Contained in the billion-dollar race to construct AI that controls your pc
The pc-use agent market has attracted intense curiosity from traders and know-how giants over the previous 12 months.
OpenAI launched Operator in January, permitting customers to instruct an AI to finish duties throughout the online. Anthropic has continued growing Claude Laptop Use, positioning it as a core functionality of its Claude mannequin household. Google has integrated agent options into its Gemini merchandise. Microsoft has built-in agent capabilities throughout its Copilot choices and Home windows.
But the market stays nascent. Enterprise adoption has been restricted by considerations about reliability, safety, and the flexibility to deal with edge circumstances that happen incessantly in real-world workflows. The efficiency gaps revealed by benchmarks like On-line-Mind2Web recommend that present techniques will not be prepared for mission-critical purposes.
OpenAGI enters this aggressive panorama as an impartial different, positioning superior benchmark efficiency and decrease prices towards the large sources of its well-funded rivals. The corporate's Lux mannequin and developer SDK can be found starting immediately.
Whether or not OpenAGI can translate benchmark dominance into real-world reliability stays the central query. The AI business has a protracted historical past of spectacular demos that falter in manufacturing, of laboratory outcomes that crumble towards the chaos of precise use. Benchmarks measure what they measure, and the gap between a managed take a look at and an 8-hour workday stuffed with edge circumstances, exceptions, and surprises will be huge.

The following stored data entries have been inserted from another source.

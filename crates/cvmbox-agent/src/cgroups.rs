//! CPU quota propagation across cgroup versions
//!
//! The outer container's CPU limit lives in its own cgroup. The inner
//! container gets a fresh cgroup from the nested runtime, so the limit is
//! copied over after the inner container starts, translated between the v1
//! (`cpu.cfs_quota_us` + `cpu.cfs_period_us`) and v2 (`cpu.max`) layouts.

use crate::error::{AgentError, Result};
use crate::host::Filesystem;
use std::path::{Path, PathBuf};
use std::sync::Arc;

/// Default cgroup mount point
pub const CGROUP_ROOT: &str = "/sys/fs/cgroup";

const V1_CPU_DIR: &str = "cpu,cpuacct";
const V1_QUOTA_FILE: &str = "cpu.cfs_quota_us";
const V1_PERIOD_FILE: &str = "cpu.cfs_period_us";
const V2_MAX_FILE: &str = "cpu.max";

/// Cgroup hierarchy layout
#[derive(Debug, Clone, Copy, PartialEq, Eq)]
pub enum CgroupVersion {
    V1,
    V2,
}

/// A CPU bandwidth limit
#[derive(Debug, Clone, Copy, PartialEq, Eq)]
pub struct CpuQuota {
    /// Microseconds per period, -1 when unlimited
    pub quota: i64,
    /// Period length in microseconds
    pub period: u64,
    pub version: CgroupVersion,
}

impl CpuQuota {
    pub fn is_unlimited(&self) -> bool {
        self.quota < 0
    }
}

/// Parse a v2 `cpu.max` value (`"<quota|max> <period>"`) into quota and period
pub fn parse_cpu_max(raw: &str) -> Result<(i64, u64)> {
    let mut parts = raw.split_whitespace();
    let (Some(quota), Some(period), None) = (parts.next(), parts.next(), parts.next()) else {
        return Err(AgentError::Cgroup(format!("malformed cpu.max '{}'", raw.trim())));
    };

    let quota = if quota == "max" {
        -1
    } else {
        quota
            .parse::<i64>()
            .map_err(|_| AgentError::Cgroup(format!("invalid cpu.max quota '{quota}'")))?
    };
    let period = period
        .parse::<u64>()
        .map_err(|_| AgentError::Cgroup(format!("invalid cpu.max period '{period}'")))?;
    Ok((quota, period))
}

/// Render a quota and period as a v2 `cpu.max` value
pub fn format_cpu_max(quota: i64, period: u64) -> String {
    if quota < 0 {
        format!("max {period}")
    } else {
        format!("{quota} {period}")
    }
}

fn parse_number<T: std::str::FromStr>(raw: &str, file: &Path) -> Result<T> {
    raw.trim().parse::<T>().map_err(|_| {
        AgentError::Cgroup(format!(
            "invalid value '{}' in {}",
            raw.trim(),
            file.display()
        ))
    })
}

/// Copies the host CPU quota into the inner container's cgroup
pub struct QuotaPropagator {
    fs: Arc<dyn Filesystem>,
    root: PathBuf,
}

impl QuotaPropagator {
    pub fn new(fs: Arc<dyn Filesystem>, root: impl Into<PathBuf>) -> Self {
        Self {
            fs,
            root: root.into(),
        }
    }

    /// Probe which hierarchy the host uses; `None` when neither layout is present
    pub fn detect(&self) -> Option<CgroupVersion> {
        if self.fs.exists(&self.root.join(V2_MAX_FILE)) {
            Some(CgroupVersion::V2)
        } else if self
            .fs
            .exists(&self.root.join(V1_CPU_DIR).join(V1_QUOTA_FILE))
        {
            Some(CgroupVersion::V1)
        } else {
            None
        }
    }

    fn read(&self, path: &Path) -> Result<String> {
        self.fs
            .read_to_string(path)
            .map_err(|e| AgentError::Cgroup(format!("read {}: {e}", path.display())))
    }

    fn write(&self, path: &Path, value: &str) -> Result<()> {
        self.fs
            .write(path, value.as_bytes())
            .map_err(|e| AgentError::Cgroup(format!("write {}: {e}", path.display())))
    }

    /// The host's own CPU quota
    pub fn read_host_quota(&self, version: CgroupVersion) -> Result<CpuQuota> {
        match version {
            CgroupVersion::V1 => {
                let dir = self.root.join(V1_CPU_DIR);
                let quota_path = dir.join(V1_QUOTA_FILE);
                let period_path = dir.join(V1_PERIOD_FILE);
                Ok(CpuQuota {
                    quota: parse_number(&self.read(&quota_path)?, &quota_path)?,
                    period: parse_number(&self.read(&period_path)?, &period_path)?,
                    version,
                })
            }
            CgroupVersion::V2 => {
                let (quota, period) = parse_cpu_max(&self.read(&self.root.join(V2_MAX_FILE))?)?;
                Ok(CpuQuota {
                    quota,
                    period,
                    version,
                })
            }
        }
    }

    /// Cgroup directory the nested runtime creates for container `id`
    pub fn container_dir(&self, version: CgroupVersion, id: &str) -> PathBuf {
        match version {
            CgroupVersion::V1 => self
                .root
                .join(V1_CPU_DIR)
                .join("docker")
                .join(id)
                .join("syscont-cgroup-root"),
            CgroupVersion::V2 => self.root.join("docker").join(id).join("init.scope"),
        }
    }

    pub fn write_container_quota(&self, id: &str, quota: &CpuQuota) -> Result<()> {
        let dir = self.container_dir(quota.version, id);
        match quota.version {
            CgroupVersion::V1 => {
                self.write(&dir.join(V1_PERIOD_FILE), &quota.period.to_string())?;
                self.write(&dir.join(V1_QUOTA_FILE), &quota.quota.to_string())
            }
            CgroupVersion::V2 => self.write(
                &dir.join(V2_MAX_FILE),
                &format_cpu_max(quota.quota, quota.period),
            ),
        }
    }

    /// Copy the host quota to container `id`
    ///
    /// Returns `None` when the host exposes no CPU controller files.
    pub fn propagate(&self, id: &str) -> Result<Option<CpuQuota>> {
        let Some(version) = self.detect() else {
            tracing::warn!(root = %self.root.display(), "no cpu cgroup files found, skipping quota");
            return Ok(None);
        };

        let quota = self.read_host_quota(version)?;
        self.write_container_quota(id, &quota)?;
        tracing::info!(
            container = %id,
            version = ?version,
            quota = quota.quota,
            period = quota.period,
            "propagated cpu quota"
        );
        Ok(Some(quota))
    }
}
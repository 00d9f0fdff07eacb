//! The container runtime's background daemons
//!
//! `sysbox-mgr` and `sysbox-fs` are mandatory for the whole lifetime of the
//! workspace; `dockerd` may be restarted once onto alternate storage when it
//! reports a full disk.

use crate::error::{classify_message, AgentError, FailureSource, Recovery, RecoveryPolicy, Result};
use crate::process::{LineObserver, ManagedProcess, ProcessConfig, ProcessIdentity};
use crate::runtime::ContainerClient;
use serde::{Deserialize, Serialize};
use std::path::PathBuf;
use std::sync::Arc;
use std::time::Duration;
use tokio::sync::watch;
use tokio::time::Instant;

pub const SYSBOX_MGR: &str = "sysbox-mgr";
pub const SYSBOX_FS: &str = "sysbox-fs";
pub const DOCKERD: &str = "dockerd";

/// Storage layout dockerd runs with
#[derive(Debug, Clone, Copy, PartialEq, Eq, Serialize, Deserialize, Default)]
#[serde(rename_all = "lowercase")]
pub enum StorageMode {
    /// overlay2 on the primary data root
    #[default]
    Default,
    /// vfs on a separate data root, used after the primary one filled up
    Alternate,
}

/// Program and arguments of one daemon
#[derive(Debug, Clone, PartialEq, Eq, Serialize, Deserialize)]
pub struct DaemonCommand {
    pub program: String,
    #[serde(default)]
    pub args: Vec<String>,
}

impl DaemonCommand {
    pub fn new(program: impl Into<String>, args: Vec<String>) -> Self {
        Self {
            program: program.into(),
            args,
        }
    }
}

/// How to launch the daemon set
#[derive(Debug, Clone)]
pub struct DaemonConfig {
    pub sysbox_mgr: DaemonCommand,
    pub sysbox_fs: DaemonCommand,
    pub dockerd_program: String,
    pub socket: PathBuf,
    pub data_root: PathBuf,
    pub alternate_data_root: PathBuf,
    /// Poll interval used while following dockerd across restarts
    pub poll_interval: Duration,
    pub process: ProcessConfig,
}

impl Default for DaemonConfig {
    fn default() -> Self {
        Self {
            sysbox_mgr: DaemonCommand::new(SYSBOX_MGR, Vec::new()),
            sysbox_fs: DaemonCommand::new(SYSBOX_FS, Vec::new()),
            dockerd_program: DOCKERD.to_string(),
            socket: PathBuf::from("/var/run/docker.sock"),
            data_root: PathBuf::from("/var/lib/docker"),
            alternate_data_root: PathBuf::from("/var/lib/docker-vfs"),
            poll_interval: Duration::from_millis(250),
            process: ProcessConfig::default(),
        }
    }
}

impl DaemonConfig {
    /// dockerd command line for a storage mode
    pub fn dockerd_args(&self, storage: StorageMode) -> Vec<String> {
        let (data_root, driver) = match storage {
            StorageMode::Default => (&self.data_root, "overlay2"),
            StorageMode::Alternate => (&self.alternate_data_root, "vfs"),
        };
        vec![
            format!("--host=unix://{}", self.socket.display()),
            format!("--data-root={}", data_root.display()),
            format!("--storage-driver={driver}"),
            "--log-level=info".to_string(),
        ]
    }
}

/// Fires once when dockerd reports that its storage is full
#[derive(Debug, Clone)]
pub struct DiskSignal {
    tx: Arc<watch::Sender<bool>>,
}

impl Default for DiskSignal {
    fn default() -> Self {
        Self::new()
    }
}

impl DiskSignal {
    pub fn new() -> Self {
        let (tx, _rx) = watch::channel(false);
        Self { tx: Arc::new(tx) }
    }

    /// Raise the signal; returns `false` if it was already raised
    pub fn fire(&self) -> bool {
        self.tx.send_if_modified(|fired| {
            if *fired {
                false
            } else {
                *fired = true;
                true
            }
        })
    }

    pub fn is_fired(&self) -> bool {
        *self.tx.borrow()
    }

    /// Resolve once the signal is raised
    pub async fn fired(&self) {
        let mut rx = self.tx.subscribe();
        // The sender lives in self, so this cannot observe a closed channel
        let _ = rx.wait_for(|fired| *fired).await;
    }

    pub fn reset(&self) {
        self.tx.send_replace(false);
    }
}

/// Line observer that raises `signal` on a daemon disk-exhaustion line
pub fn disk_observer(signal: DiskSignal) -> LineObserver {
    Arc::new(move |line: &str| {
        let kind = classify_message(line);
        if RecoveryPolicy::decide(FailureSource::Daemon, kind) == Recovery::RestartDaemon
            && signal.fire()
        {
            tracing::warn!(line = %line, "dockerd reported disk exhaustion");
        }
    })
}

/// Poll the runtime until it answers a ping
pub async fn wait_ready(
    client: &dyn ContainerClient,
    interval: Duration,
    timeout: Duration,
) -> Result<()> {
    let deadline = Instant::now() + timeout;
    loop {
        let err = match client.ping().await {
            Ok(()) => return Ok(()),
            Err(e) => e,
        };
        if Instant::now() >= deadline {
            return Err(AgentError::Timeout {
                what: format!("container runtime readiness ({err})"),
                timeout,
            });
        }
        tracing::debug!(error = %err, "container runtime not ready yet");
        tokio::time::sleep(interval).await;
    }
}

async fn wait_exit(process: &ManagedProcess) -> (String, Result<()>) {
    let result = match process.identity().await {
        Some(identity) => process.wait(identity).await,
        None => Err(AgentError::NotStarted {
            name: process.name().to_string(),
        }),
    };
    (process.name().to_string(), result)
}

fn daemon_exited(name: String, result: Result<()>) -> AgentError {
    let reason = match result {
        Ok(()) => "exited with status 0".to_string(),
        Err(e) => e.to_string(),
    };
    AgentError::DaemonExited { name, reason }
}

/// Handles for the three daemons
pub struct DaemonSet {
    config: DaemonConfig,
    sysbox_mgr: ManagedProcess,
    sysbox_fs: ManagedProcess,
    dockerd: ManagedProcess,
    disk_signal: DiskSignal,
}

impl std::fmt::Debug for DaemonSet {
    fn fmt(&self, f: &mut std::fmt::Formatter<'_>) -> std::fmt::Result {
        f.debug_struct("DaemonSet")
            .field("config", &self.config)
            .finish_non_exhaustive()
    }
}

impl DaemonSet {
    pub fn new(config: DaemonConfig) -> Self {
        let process = |name: &str, command: &DaemonCommand| {
            ManagedProcess::with_config(
                name,
                command.program.clone(),
                command.args.clone(),
                config.process.clone(),
            )
        };
        let sysbox_mgr = process(SYSBOX_MGR, &config.sysbox_mgr);
        let sysbox_fs = process(SYSBOX_FS, &config.sysbox_fs);
        let dockerd = ManagedProcess::with_config(
            DOCKERD,
            config.dockerd_program.clone(),
            config.dockerd_args(StorageMode::Default),
            config.process.clone(),
        );

        let disk_signal = DiskSignal::new();
        dockerd.add_line_observer(disk_observer(disk_signal.clone()));

        Self {
            config,
            sysbox_mgr,
            sysbox_fs,
            dockerd,
            disk_signal,
        }
    }

    pub fn config(&self) -> &DaemonConfig {
        &self.config
    }

    pub fn disk_signal(&self) -> DiskSignal {
        self.disk_signal.clone()
    }

    pub fn dockerd(&self) -> &ManagedProcess {
        &self.dockerd
    }

    /// Start sysbox first; dockerd needs its runtime registered
    pub async fn start(&self) -> Result<()> {
        for process in [&self.sysbox_mgr, &self.sysbox_fs, &self.dockerd] {
            let identity = process.start().await?;
            tracing::info!(daemon = %process.name(), pid = identity.pid, "started daemon");
        }
        Ok(())
    }

    /// Relaunch dockerd with the given storage
    pub async fn restart_dockerd(&self, storage: StorageMode) -> Result<ProcessIdentity> {
        tracing::warn!(?storage, "restarting dockerd");
        self.dockerd
            .restart(
                self.config.dockerd_program.clone(),
                self.config.dockerd_args(storage),
            )
            .await
    }

    /// Resolve with an error as soon as either sysbox daemon exits
    pub async fn watch_mandatory(&self) -> AgentError {
        let (name, result) = tokio::select! {
            exit = wait_exit(&self.sysbox_mgr) => exit,
            exit = wait_exit(&self.sysbox_fs) => exit,
        };
        tracing::error!(daemon = %name, "mandatory daemon exited");
        daemon_exited(name, result)
    }

    /// Resolve with an error when dockerd exits other than through a restart
    pub async fn watch_dockerd(&self) -> AgentError {
        loop {
            let Some(identity) = self.dockerd.identity().await else {
                return AgentError::NotStarted {
                    name: DOCKERD.to_string(),
                };
            };
            match self.dockerd.wait(identity).await {
                Err(AgentError::KilledByUser) => {
                    // Killed by a restart; follow the next generation
                    while self
                        .dockerd
                        .identity()
                        .await
                        .is_some_and(|current| current.generation == identity.generation)
                    {
                        tokio::time::sleep(self.config.poll_interval).await;
                    }
                }
                result => {
                    tracing::error!(daemon = DOCKERD, "dockerd exited");
                    return daemon_exited(DOCKERD.to_string(), result);
                }
            }
        }
    }

    /// Kill every running daemon, dockerd first
    pub async fn shutdown(&self) {
        for process in [&self.dockerd, &self.sysbox_fs, &self.sysbox_mgr] {
            if let Some(identity) = process.identity().await {
                if let Err(e) = process.kill_and_wait(identity).await {
                    tracing::warn!(daemon = %process.name(), error = %e, "failed to stop daemon");
                }
            }
        }
    }
}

But when Lux performs within the wild the best way it performs within the lab, the implications prolong far past one startup's success. It might recommend that the trail to succesful AI brokers runs not by the most important checkbooks however by the cleverest architectures—{that a} small crew with the correct concepts can outmaneuver the giants.
The know-how business has seen that story earlier than. It not often stays true for lengthy.